I’m not sure that the toxic consequences of nuclear power are necessarily more persistent than coal. Naturally, you have to go along with me on a couple of caveats to get to that conclusion. Nuclear materials can be very hazardous - I don’t think anything is more toxic than plutonium, and spraying the stuff over the countryside is a lot more persistently toxic than the worst that coal tailings can do. The problem is that coal mining produces a lot more tailings, and there aren’t any alternatives to spreading them out on open land and letting them leak into the ground water. The total amount of waste generated by nuclear power is a whole lot smaller and a lot easier to control, even in accidents.
Even in the case of Chernobyl, although I’ll admit not all the data is in yet, I don’t think the consequences are as persistent as the big messes all over the Ukraine caused by a century of very dirty coal mining. The former USSR is an environmental disaster, but I don’t think Chernobyl is a very significant cause by itself. Certainly background radiation isn’t much higher in the Ukraine today that it was before. Water supplies aren’t any less safe these days either as I understand it (although they were such a mess before that it might be hard to tell.) The Ukraine still exports milk, a product that tends to concentrate toxins, without other countries complaining.
Compare this to Iraq, where depleted uranium was spread all over the coutryside, and where, unlike in the Ukraine, cancer rates have gone through the roof. Even the worst nuclear accident in history has contained the mess reasonably well compared to the kinds of scenarios being trotted out by the anti-nuclear movement.
As for the NIMBY phenomena, I find it less often in the environmental movement than among suburban Americans in general. I consider myself at least mildly environmentalist, in the sense that man obviously has the power to ruin the world around him without realy trying, and that I think that would be a really bad idea. I’m in favour, in general, of nuclear power and, in some cases, large hydroelectric power. I have some conditions - like having state-owned utilites instead of irresponsible private companies providing power, and a well established regulatory system, but I’m not against that kind of generation in principle. I agree, if you take coal and natural gas out of the picture, there aren’t a lot of sources left besides nukes and hydro. Wind power can be cost effective, as Denmark has shown in recent years, but only in some places and some of the time. Solar will probably never take off in a big way. Ocean thermal and geothermal power seem pretty speculative at this point. And although biomass power is great and it’s cheap, it’s limited by the quantity of cheap biomass. Your excrement doesn’t contain enough energy to power your computer.

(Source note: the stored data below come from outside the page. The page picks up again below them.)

#[cfg(test)]
mod tests {
    use super::*;
    use crate::buffer::buffer;
    use crate::handler::{Flag, FlagHandler, FnHandler};

    #[test]
    fn unbuffered_rendezvous_delivers_directly() {
        let c: Chan<i32> = Chan::unbuffered();
        let rx = c.get().unwrap();
        let c2 = c.clone();
        std::thread::spawn(move || {
            c2.b_put(1).unwrap();
        });
        assert_eq!(rx.blocking_recv().unwrap(), Some(1));
    }

    #[test]
    fn buffered_put_then_get_round_trips() {
        let c: Chan<i32> = Chan::new(buffer(2).unwrap());
        assert!(c.offer(1).unwrap());
        assert!(c.offer(2).unwrap());
        assert_eq!(c.poll().unwrap(), Some(1));
        assert_eq!(c.poll().unwrap(), Some(2));
        assert_eq!(c.poll().unwrap(), None);
    }

    #[test]
    fn full_fixed_buffer_rejects_offer() {
        let c: Chan<i32> = Chan::new(buffer(1).unwrap());
        assert!(c.offer(1).unwrap());
        assert!(!c.offer(2).unwrap());
    }

    #[test]
    fn close_delivers_none_to_parked_takers() {
        let c: Chan<i32> = Chan::unbuffered();
        let rx = c.get().unwrap();
        c.close();
        assert_eq!(rx.blocking_recv().unwrap(), None);
    }

    #[test]
    fn close_drains_buffer_to_parked_takers_before_none() {
        let c: Chan<i32> = Chan::new(buffer(2).unwrap());
        c.offer(1).unwrap();
        c.close();
        assert_eq!(c.poll().unwrap(), Some(1));
        assert_eq!(c.poll().unwrap(), None);
    }

    #[test]
    fn poll_on_empty_open_channel_returns_none_without_parking() {
        let c: Chan<i32> = Chan::new(buffer(1).unwrap());
        assert_eq!(c.poll().unwrap(), None);
        assert!(!c.is_closed());
    }

    #[test]
    fn offer_after_close_is_rejected() {
        let c: Chan<i32> = Chan::new(buffer(1).unwrap());
        c.close();
        assert!(!c.offer(1).unwrap());
    }

    #[test]
    fn with_options_rejects_xform_without_buf() {
        let err = Chan::<i32>::with_options(None, Some(crate::xform::map(|v: i32| v)), None);
        assert!(err.is_err());
    }

    #[test]
    fn with_options_rejects_ex_handler_without_xform() {
        let handler: ExHandler<i32> = Arc::new(|_| None);
        let err = Chan::<i32>::with_options(None, None, Some(handler));
        assert!(err.is_err());
    }

    #[test]
    fn inactive_put_handler_does_not_discard_parked_taker() {
        let c: Chan<i32> = Chan::unbuffered();
        let received: Arc<Mutex<Option<i32>>> = Arc::new(Mutex::new(None));
        let received2 = received.clone();
        let taker: TakeHandler<i32> = Box::new(FnHandler::new(
            true,
            Box::new(move |v: Option<i32>| *received2.lock().unwrap() = v),
        ));
        assert!(matches!(c.raw_get(taker).unwrap(), Outcome::Parked));

        // A put handler that is already inactive (its flag was won by a
        // sibling elsewhere, as happens with an `alt` branch) must not
        // consume the taker it finds while scanning.
        let flag = Flag::new();
        let sibling: FlagHandler<bool> = FlagHandler::new(flag.clone(), true, Box::new(|_| {}));
        assert!(handler::try_commit(&sibling, true));
        let inactive_put: PutHandler = Box::new(FlagHandler::new(flag, true, Box::new(|_| {})));
        assert!(matches!(c.raw_put(inactive_put, 7).unwrap(), Outcome::Parked));

        // The taker parked earlier must still be there for a real put to reach.
        assert!(c.b_put(9).unwrap());
        assert_eq!(*received.lock().unwrap(), Some(9));
    }

    #[test]
    fn inactive_get_handler_does_not_discard_parked_putter() {
        let c: Chan<i32> = Chan::unbuffered();
        let put_handler: PutHandler = Box::new(FnHandler::new(true, Box::new(|_| {})));
        assert!(matches!(c.raw_put(put_handler, 5).unwrap(), Outcome::Parked));

        let flag = Flag::new();
        let sibling: FlagHandler<Option<i32>> = FlagHandler::new(flag.clone(), true, Box::new(|_| {}));
        assert!(handler::try_commit(&sibling, None));
        let inactive_take: TakeHandler<i32> = Box::new(FlagHandler::new(flag, true, Box::new(|_| {})));
        assert!(matches!(c.raw_get(inactive_take).unwrap(), Outcome::Parked));

        // The putter parked earlier must still be there for a real get to reach.
        assert_eq!(c.b_get().unwrap(), Some(5));
    }

    #[test]
    fn queue_size_exceeded_is_surfaced_synchronously() {
        let c: Chan<i32> = Chan::unbuffered();
        let mut rxs = Vec::new();
        for i in 0..MAX_QUEUE_SIZE {
            rxs.push(c.put(i as i32).unwrap());
        }
        assert!(c.put(999).is_err());
    }
}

At least some environmentalists - quite a few of the quieter ones in my experience - do understand this. On the other hand, try to get an SUV-driving, white picket fenced, day-trading suburbanite to pay attention to where his power is coming from and all you get are blank stares. As long as the ugly factories and power plants aren’t visible from his morning commute, he doesn’t much care about consequences.
Another rant no one needs I guess.
"I have never made but one prayer to God, a very short one: “O Lord, make my enemies ridiculous.” And God granted it.